Il teatro greco si è sviluppato in forma compiuta solo dopo l’età periclea. Gli elementi suoi
caratteristici sono la cavea, area semicircolare a gradoni, dove sedevano prima due scale
laterali e infine, da una serie di scalinate radiali chiamate cunei.
Nella foto di destra: Odeon di Erode attico sul versante sud dell’Acropoli di Atene. Grecia 161
a.C.
Nei primitivi teatri la cavea era formata in terra battuta (teatro di Siracusa, 470 a.C,), solo nel
IV secolo a. C. viene realizzata interamente in pietra (Teatro di Epidauro, 370 a. C.).
L’orchestra è la zona nella quale in origine e durante tutto il periodo classico agivano i
danzatori e i coristi. Più tardi la rappresentazione si sposta in un piano sopraelevato. La
sckené, in origine era un fondale di tela posto nell’orchestra, di fronte alla cavea, più tardi
costruita in legno per accogliere gli attori durante il cambio dei costumi, fu posto dapprima a
fianco dell’orchestra, poi costruita in muratura, fu posta di fronte alla cavea di modo che la
parete sull’orchestra serviva da fondale.
Un’ultima modifica portò alla formazione del proskenion che consiste in una articolazione a
forma di “U” della sckené.
Tornando alla storiografia musicale greca, non si può ignorare la scuola platonica. Il filosofo
greco Platone (427-347 a.C.) darà un carattere (ethos) diverso alla musicalità.

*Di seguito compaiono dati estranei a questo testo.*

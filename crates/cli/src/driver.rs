// SPDX-License-Identifier: MIT
// Copyright (c) 2026 Alfred Jean LLC

//! Session driver.
//!
//! One tokio task owns the transport and the [`ConnectionSession`]. It is the
//! only place session state changes, so socket events, heartbeat ticks and
//! view commands are applied strictly one at a time in arrival order. After
//! every change the task publishes a [`ConsoleSnapshot`] on a watch channel.
//!
//! [`SessionHandle::teardown`] may be called from several places (the view
//! exiting, a termination signal). Only the first call has an effect.

use std::time::Duration;

use parking_lot::Mutex;
use tokio::sync::{mpsc, oneshot, watch};
use tokio::task::JoinHandle;
use tokio::time::{interval_at, Instant, MissedTickBehavior};

use crate::config::ConsoleConfig;
use crate::diagnostic::Diagnostic;
use crate::session::{ConnectionSession, ConsoleSnapshot, SessionState};
use crate::transport::{Transport, TransportEvent};

/// Heartbeat settings.
#[derive(Clone, Debug, PartialEq, Eq)]
pub struct HeartbeatConfig {
    pub interval: Duration,
    pub token: String,
}

impl HeartbeatConfig {
    pub fn from_config(config: &ConsoleConfig) -> Self {
        Self {
            interval: config.heartbeat_interval,
            token: config.heartbeat_token.clone(),
        }
    }
}

/// Requests from the view to the driver.
#[derive(Clone, Copy, Debug, PartialEq, Eq)]
pub enum ConsoleCommand {
    /// Empty the log buffer.
    Clear,
}

/// Summary of a finished driver task.
#[derive(Clone, Debug, PartialEq, Eq)]
pub struct DriverReport {
    pub heartbeats_sent: u64,
    /// The session ended because of teardown rather than a server close.
    pub closed_by_client: bool,
    pub final_state: SessionState,
}

/// Handle to a running session.
pub struct SessionHandle {
    commands: mpsc::UnboundedSender<ConsoleCommand>,
    snapshots: watch::Receiver<ConsoleSnapshot>,
    shutdown: Mutex<Option<oneshot::Sender<()>>>,
    torn_down: watch::Sender<bool>,
    task: Mutex<Option<JoinHandle<DriverReport>>>,
}

/// Start driving `session` over `transport` on the current tokio runtime.
pub fn spawn_session<T>(
    transport: T,
    session: ConnectionSession,
    heartbeat: HeartbeatConfig,
) -> SessionHandle
where
    T: Transport + 'static,
{
    let (commands_tx, commands_rx) = mpsc::unbounded_channel();
    let (shutdown_tx, shutdown_rx) = oneshot::channel();
    let (snapshot_tx, snapshot_rx) = watch::channel(session.snapshot());

    let task = tokio::spawn(drive(
        transport,
        session,
        heartbeat,
        commands_rx,
        shutdown_rx,
        snapshot_tx,
    ));

    SessionHandle {
        commands: commands_tx,
        snapshots: snapshot_rx,
        shutdown: Mutex::new(Some(shutdown_tx)),
        torn_down: watch::Sender::new(false),
        task: Mutex::new(Some(task)),
    }
}

impl SessionHandle {
    /// Latest published snapshot.
    pub fn snapshot(&self) -> ConsoleSnapshot {
        self.snapshots.borrow().clone()
    }

    /// A receiver that is notified on every published snapshot.
    pub fn subscribe(&self) -> watch::Receiver<ConsoleSnapshot> {
        self.snapshots.clone()
    }

    /// Ask the driver to empty the buffer. A no-op once the driver has ended.
    pub fn clear(&self) {
        let _ = self.commands.send(ConsoleCommand::Clear);
    }

    /// Stop heartbeats and close the socket.
    ///
    /// Returns `true` for the call that performed the teardown and `false`
    /// for every later call.
    pub fn teardown(&self) -> bool {
        match self.shutdown.lock().take() {
            Some(tx) => {
                // The driver may already have finished after a server close.
                let _ = tx.send(());
                self.torn_down.send_replace(true);
                true
            }
            None => false,
        }
    }

    /// Whether [`SessionHandle::teardown`] has been called.
    pub fn is_torn_down(&self) -> bool {
        self.shutdown.lock().is_none()
    }

    /// Resolve once [`SessionHandle::teardown`] has been called, including
    /// calls made after the driver task has already ended.
    pub async fn torn_down(&self) {
        let mut rx = self.torn_down.subscribe();
        // The sender lives as long as `self`.
        let _ = rx.wait_for(|down| *down).await;
    }

    /// Wait for the driver task. `None` if it was already joined or panicked.
    pub async fn join(&self) -> Option<DriverReport> {
        let task = self.task.lock().take()?;
        task.await.ok()
    }
}

impl Drop for SessionHandle {
    fn drop(&mut self) {
        self.teardown();
    }
}

impl std::fmt::Debug for SessionHandle {
    fn fmt(&self, f: &mut std::fmt::Formatter<'_>) -> std::fmt::Result {
        f.debug_struct("SessionHandle")
            .field("torn_down", &self.is_torn_down())
            .finish_non_exhaustive()
    }
}

async fn drive<T: Transport>(
    mut transport: T,
    mut session: ConnectionSession,
    heartbeat: HeartbeatConfig,
    mut commands: mpsc::UnboundedReceiver<ConsoleCommand>,
    mut shutdown: oneshot::Receiver<()>,
    snapshots: watch::Sender<ConsoleSnapshot>,
) -> DriverReport {
    // First beat one interval after start.
    let mut ticker = interval_at(Instant::now() + heartbeat.interval, heartbeat.interval);
    ticker.set_missed_tick_behavior(MissedTickBehavior::Delay);

    let mut report = DriverReport {
        heartbeats_sent: 0,
        closed_by_client: false,
        final_state: session.state(),
    };

    loop {
        tokio::select! {
            // Resolves on teardown, or with an error if the handle was dropped.
            _ = &mut shutdown => {
                if let Err(e) = transport.close().await {
                    session.report(Diagnostic::Transport { detail: e.to_string() });
                }
                session.on_close("closed by client");
                report.closed_by_client = true;
                snapshots.send_replace(session.snapshot());
                break;
            }
            event = transport.next_event() => {
                match event {
                    Some(TransportEvent::Open) => session.on_open(),
                    Some(TransportEvent::Message(payload)) => {
                        session.on_message(&payload);
                    }
                    Some(TransportEvent::Error(detail)) => session.on_error(&detail),
                    Some(TransportEvent::Closed(reason)) => session.on_close(&reason),
                    None => session.on_close("transport ended"),
                }
                snapshots.send_replace(session.snapshot());
                if session.state() == SessionState::Disconnected {
                    break;
                }
            }
            _ = ticker.tick(), if session.heartbeat_active() => {
                if transport.is_writable() {
                    match transport.send_text(&heartbeat.token).await {
                        Ok(()) => report.heartbeats_sent += 1,
                        Err(e) => session.report(Diagnostic::HeartbeatFailed { detail: e.to_string() }),
                    }
                }
            }
            Some(command) = commands.recv() => {
                match command {
                    ConsoleCommand::Clear => session.clear(),
                }
                snapshots.send_replace(session.snapshot());
            }
        }
    }

    report.final_state = session.state();
    report
}

#[cfg(test)]
#[path = "driver_tests.rs"]
mod tests;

Il filosofo condannando aspramente la musica dei teatri con il loro divertimento che porta:
“l’animo umano verso la disgregazione e il caos“, esalta l’ethos della musica che invece,
appartiene alla tradizione. Nella, ormai prossima, rivoluzione musicale del V secolo a.C. il
conservatore Platone afferma come la musica deve essere una scienza – non più dei sensi –
ma della ragione.
Se questa operazione si compie e la musica si identifica con la filosofia, si può giungere sino
alla massima rappresentazione filosofica in forma di sophia (sapienza).
Dunque “filosofare” – se si prende ad esempio il Fedro con il suo mito delle Cicale – significa
rendere onore alla musica e la sua appropriazione umana può avvenire solo quando si arriva
alla sophia. Conservare la tradizione, dunque, sembra essere lo scopo platonico, poiché
attraverso la tradizione si tutela il suo Nomos (valore di legge).
Platone basa le sue tesi sull’invenzione del VII secolo a.C. di Terpandro poeta e musicista, il
quale genera secondo una rigida legge melodica i Nomoi – termine derivante dalla legge che
Platone difende fin dalla prima ora.
I Nomoi sono degli schemi melodici composti, da quanto afferma lo Pseudo-Plutarco, per la
cetra e la lira: due strumenti consoni alla tradizione dorica di ethos (carattere) pacato e
saggio.
Aprendo una piccola parentesi, nel III secolo a.C. lo pseudo-Plutarco (per pseudo-Plutarco si
intende una fonte attribuita a Plutarco, poi smentita) nel suo trattato del “De Musica”
aggiungeva come la musica poteva anche essere fondamento dell’educazione aristocratica,
aprendo la via per una musicalità non solo ricreativa, ma etico/conoscitiva.
Alla scuola Pitagorica-Platonica si affianca anche il commediografo Aristofane del III secolo
a.C., ma è chiaro che siamo in piena lotta accademica per quanto concerne la cultura di
riferimento musicale. Si deve a Platone la rottura tra una musica puramente pensata e perciò
più apparentata alla matematica in quanto scienza armonica filosofica e dall’altra parte una
musica realmente udita ed eseguita. La corrente platonica sarà legata all’etica musicale, ma
con un’accentuazione più spiccatamente mistica e religiosa avvicinandosi per certi aspetti
alla nuova cultura del neoplatonismo cristiano.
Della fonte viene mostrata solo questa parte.